== Exercise ==
Copy all of the data that follows without altering a word.

== Task data ==
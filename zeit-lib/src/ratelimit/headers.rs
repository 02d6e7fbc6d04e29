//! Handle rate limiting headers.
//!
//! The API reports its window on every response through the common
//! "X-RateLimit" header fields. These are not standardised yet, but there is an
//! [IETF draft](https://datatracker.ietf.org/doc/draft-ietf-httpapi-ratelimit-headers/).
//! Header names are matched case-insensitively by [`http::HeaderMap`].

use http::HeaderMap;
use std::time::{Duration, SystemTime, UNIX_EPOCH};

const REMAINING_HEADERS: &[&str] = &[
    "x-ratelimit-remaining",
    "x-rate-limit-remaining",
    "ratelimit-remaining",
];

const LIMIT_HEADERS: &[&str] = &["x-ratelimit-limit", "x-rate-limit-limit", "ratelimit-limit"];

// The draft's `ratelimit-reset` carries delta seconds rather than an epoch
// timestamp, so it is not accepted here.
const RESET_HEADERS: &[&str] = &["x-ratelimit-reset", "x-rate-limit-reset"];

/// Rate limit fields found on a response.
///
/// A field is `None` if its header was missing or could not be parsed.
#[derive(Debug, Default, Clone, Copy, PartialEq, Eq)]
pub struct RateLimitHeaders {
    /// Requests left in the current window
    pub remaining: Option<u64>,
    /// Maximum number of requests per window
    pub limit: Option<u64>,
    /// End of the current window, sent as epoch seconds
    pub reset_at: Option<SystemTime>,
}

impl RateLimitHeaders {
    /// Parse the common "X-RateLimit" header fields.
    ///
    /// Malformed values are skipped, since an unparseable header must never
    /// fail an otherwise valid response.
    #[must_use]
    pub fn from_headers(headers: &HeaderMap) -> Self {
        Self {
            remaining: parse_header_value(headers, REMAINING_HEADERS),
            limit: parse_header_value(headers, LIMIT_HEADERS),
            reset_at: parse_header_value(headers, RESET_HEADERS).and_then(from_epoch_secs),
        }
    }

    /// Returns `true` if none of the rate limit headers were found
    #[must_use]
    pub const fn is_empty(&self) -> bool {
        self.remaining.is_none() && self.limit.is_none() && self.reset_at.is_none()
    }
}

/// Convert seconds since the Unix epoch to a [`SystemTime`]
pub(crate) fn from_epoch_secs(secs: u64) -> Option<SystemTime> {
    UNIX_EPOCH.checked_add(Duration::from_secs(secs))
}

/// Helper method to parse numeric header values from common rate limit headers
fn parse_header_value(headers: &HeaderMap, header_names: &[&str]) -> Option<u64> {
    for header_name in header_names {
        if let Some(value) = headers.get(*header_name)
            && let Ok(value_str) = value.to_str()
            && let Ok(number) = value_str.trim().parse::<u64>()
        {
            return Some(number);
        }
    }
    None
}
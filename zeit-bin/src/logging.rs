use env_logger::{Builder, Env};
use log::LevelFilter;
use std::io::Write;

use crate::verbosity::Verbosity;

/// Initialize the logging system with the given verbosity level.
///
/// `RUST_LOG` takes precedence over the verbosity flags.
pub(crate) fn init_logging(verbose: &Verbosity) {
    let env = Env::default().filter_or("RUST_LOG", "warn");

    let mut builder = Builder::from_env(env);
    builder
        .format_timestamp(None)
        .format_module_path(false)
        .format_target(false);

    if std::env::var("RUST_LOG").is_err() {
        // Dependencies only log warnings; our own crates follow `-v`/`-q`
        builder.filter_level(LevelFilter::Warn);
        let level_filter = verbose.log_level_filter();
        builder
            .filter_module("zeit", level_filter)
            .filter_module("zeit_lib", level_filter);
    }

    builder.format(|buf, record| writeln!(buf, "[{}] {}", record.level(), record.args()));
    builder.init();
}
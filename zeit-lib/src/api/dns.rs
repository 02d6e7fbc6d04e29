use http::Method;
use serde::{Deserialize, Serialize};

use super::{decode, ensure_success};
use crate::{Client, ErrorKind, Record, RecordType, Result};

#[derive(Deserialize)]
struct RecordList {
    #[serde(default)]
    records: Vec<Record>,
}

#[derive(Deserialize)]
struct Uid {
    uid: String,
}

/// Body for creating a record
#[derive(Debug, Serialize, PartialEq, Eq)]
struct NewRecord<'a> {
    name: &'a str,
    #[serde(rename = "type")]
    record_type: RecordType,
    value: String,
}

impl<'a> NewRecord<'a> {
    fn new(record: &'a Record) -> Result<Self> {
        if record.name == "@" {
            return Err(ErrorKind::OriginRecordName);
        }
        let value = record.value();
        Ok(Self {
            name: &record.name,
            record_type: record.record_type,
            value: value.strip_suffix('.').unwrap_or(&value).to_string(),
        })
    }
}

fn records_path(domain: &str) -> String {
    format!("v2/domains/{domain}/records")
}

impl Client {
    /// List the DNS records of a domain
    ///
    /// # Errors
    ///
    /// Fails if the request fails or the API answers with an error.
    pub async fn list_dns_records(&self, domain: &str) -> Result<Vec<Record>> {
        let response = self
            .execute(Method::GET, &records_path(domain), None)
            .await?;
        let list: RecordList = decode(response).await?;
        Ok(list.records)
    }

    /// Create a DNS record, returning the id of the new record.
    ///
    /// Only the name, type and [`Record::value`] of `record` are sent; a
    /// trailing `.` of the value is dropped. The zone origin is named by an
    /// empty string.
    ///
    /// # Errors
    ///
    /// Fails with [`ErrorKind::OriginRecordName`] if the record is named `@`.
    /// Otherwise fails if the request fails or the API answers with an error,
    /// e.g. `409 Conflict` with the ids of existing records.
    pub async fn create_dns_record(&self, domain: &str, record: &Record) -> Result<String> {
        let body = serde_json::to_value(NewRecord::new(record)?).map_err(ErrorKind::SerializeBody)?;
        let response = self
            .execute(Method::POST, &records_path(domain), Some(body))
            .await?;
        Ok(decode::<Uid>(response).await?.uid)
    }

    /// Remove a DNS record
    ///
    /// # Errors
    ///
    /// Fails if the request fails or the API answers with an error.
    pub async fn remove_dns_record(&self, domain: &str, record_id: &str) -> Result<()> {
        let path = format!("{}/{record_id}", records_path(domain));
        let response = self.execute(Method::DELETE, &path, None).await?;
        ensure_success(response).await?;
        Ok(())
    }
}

== Response below ==
filename zeit-lib/src/ratelimit/headers.rs
repository 02d6e7fbc6d04e29
//! Handle rate limiting headers.
//!
//! The API reports its window on every response through the common
//! "X-RateLimit" header fields. These are not standardised yet, but there is an
//! [IETF draft](https://datatracker.ietf.org/doc/draft-ietf-httpapi-ratelimit-headers/).
//! Header names are matched case-insensitively by [`http::HeaderMap`].

use http::HeaderMap;
use std::time::{Duration, SystemTime, UNIX_EPOCH};

const REMAINING_HEADERS: &[&str] = &[
    "x-ratelimit-remaining",
    "x-rate-limit-remaining",
    "ratelimit-remaining",
];

const LIMIT_HEADERS: &[&str] = &["x-ratelimit-limit", "x-rate-limit-limit", "ratelimit-limit"];

// The draft's `ratelimit-reset` carries delta seconds rather than an epoch
// timestamp, so it is not accepted here.
const RESET_HEADERS: &[&str] = &["x-ratelimit-reset", "x-rate-limit-reset"];

/// Rate limit fields found on a response.
///
/// A field is `None` if its header was missing or could not be parsed.
#[derive(Debug, Default, Clone, Copy, PartialEq, Eq)]
pub struct RateLimitHeaders {
    /// Requests left in the current window
    pub remaining: Option<u64>,
    /// Maximum number of requests per window
    pub limit: Option<u64>,
    /// End of the current window, sent as epoch seconds
    pub reset_at: Option<SystemTime>,
}

impl RateLimitHeaders {
    /// Parse the common "X-RateLimit" header fields.
    ///
    /// Malformed values are skipped, since an unparseable header must never
    /// fail an otherwise valid response.
    #[must_use]
    pub fn from_headers(headers: &HeaderMap) -> Self {
        Self {
            remaining: parse_header_value(headers, REMAINING_HEADERS),
            limit: parse_header_value(headers, LIMIT_HEADERS),
            reset_at: parse_header_value(headers, RESET_HEADERS).and_then(from_epoch_secs),
        }
    }

    /// Returns `true` if none of the rate limit headers were found
    #[must_use]
    pub const fn is_empty(&self) -> bool {
        self.remaining.is_none() && self.limit.is_none() && self.reset_at.is_none()
    }
}

/// Convert seconds since the Unix epoch to a [`SystemTime`]
pub(crate) fn from_epoch_secs(secs: u64) -> Option<SystemTime> {
    UNIX_EPOCH.checked_add(Duration::from_secs(secs))
}

/// Helper method to parse numeric header values from common rate limit headers
fn parse_header_value(headers: &HeaderMap, header_names: &[&str]) -> Option<u64> {
    for header_name in header_names {
        if let Some(value) = headers.get(*header_name)
            && let Ok(value_str) = value.to_str()
            && let Ok(number) = value_str.trim().parse::<u64>()
        {
            return Some(number);
        }
    }
    None
}
filename zeit-bin/src/logging.rs
use env_logger::{Builder, Env};
use log::LevelFilter;
use std::io::Write;

use crate::verbosity::Verbosity;

/// Initialize the logging system with the given verbosity level.
///
/// `RUST_LOG` takes precedence over the verbosity flags.
pub(crate) fn init_logging(verbose: &Verbosity) {
    let env = Env::default().filter_or("RUST_LOG", "warn");

    let mut builder = Builder::from_env(env);
    builder
        .format_timestamp(None)
        .format_module_path(false)
        .format_target(false);

    if std::env::var("RUST_LOG").is_err() {
        // Dependencies only log warnings; our own crates follow `-v`/`-q`
        builder.filter_level(LevelFilter::Warn);
        let level_filter = verbose.log_level_filter();
        builder
            .filter_module("zeit", level_filter)
            .filter_module("zeit_lib", level_filter);
    }

    builder.format(|buf, record| writeln!(buf, "[{}] {}", record.level(), record.args()));
    builder.init();
}
filename zeit-lib/src/api/dns.rs
repository 02d6e7fbc6d04e29
use http::Method;
use serde::{Deserialize, Serialize};

use super::{decode, ensure_success};
use crate::{Client, ErrorKind, Record, RecordType, Result};

#[derive(Deserialize)]
struct RecordList {
    #[serde(default)]
    records: Vec<Record>,
}

#[derive(Deserialize)]
struct Uid {
    uid: String,
}

/// Body for creating a record
#[derive(Debug, Serialize, PartialEq, Eq)]
struct NewRecord<'a> {
    name: &'a str,
    #[serde(rename = "type")]
    record_type: RecordType,
    value: String,
}

impl<'a> NewRecord<'a> {
    fn new(record: &'a Record) -> Result<Self> {
        if record.name == "@" {
            return Err(ErrorKind::OriginRecordName);
        }
        let value = record.value();
        Ok(Self {
            name: &record.name,
            record_type: record.record_type,
            value: value.strip_suffix('.').unwrap_or(&value).to_string(),
        })
    }
}

fn records_path(domain: &str) -> String {
    format!("v2/domains/{domain}/records")
}

impl Client {
    /// List the DNS records of a domain
    ///
    /// # Errors
    ///
    /// Fails if the request fails or the API answers with an error.
    pub async fn list_dns_records(&self, domain: &str) -> Result<Vec<Record>> {
        let response = self
            .execute(Method::GET, &records_path(domain), None)
            .await?;
        let list: RecordList = decode(response).await?;
        Ok(list.records)
    }

    /// Create a DNS record, returning the id of the new record.
    ///
    /// Only the name, type and [`Record::value`] of `record` are sent; a
    /// trailing `.` of the value is dropped. The zone origin is named by an
    /// empty string.
    ///
    /// # Errors
    ///
    /// Fails with [`ErrorKind::OriginRecordName`] if the record is named `@`.
    /// Otherwise fails if the request fails or the API answers with an error,
    /// e.g. `409 Conflict` with the ids of existing records.
    pub async fn create_dns_record(&self, domain: &str, record: &Record) -> Result<String> {
        let body = serde_json::to_value(NewRecord::new(record)?).map_err(ErrorKind::SerializeBody)?;
        let response = self
            .execute(Method::POST, &records_path(domain), Some(body))
            .await?;
        Ok(decode::<Uid>(response).await?.uid)
    }

    /// Remove a DNS record
    ///
    /// # Errors
    ///
    /// Fails if the request fails or the API answers with an error.
    pub async fn remove_dns_record(&self, domain: &str, record_id: &str) -> Result<()> {
        let path = format!("{}/{record_id}", records_path(domain));
        let response = self.execute(Method::DELETE, &path, None).await?;
        ensure_success(response).await?;
        Ok(())
    }
}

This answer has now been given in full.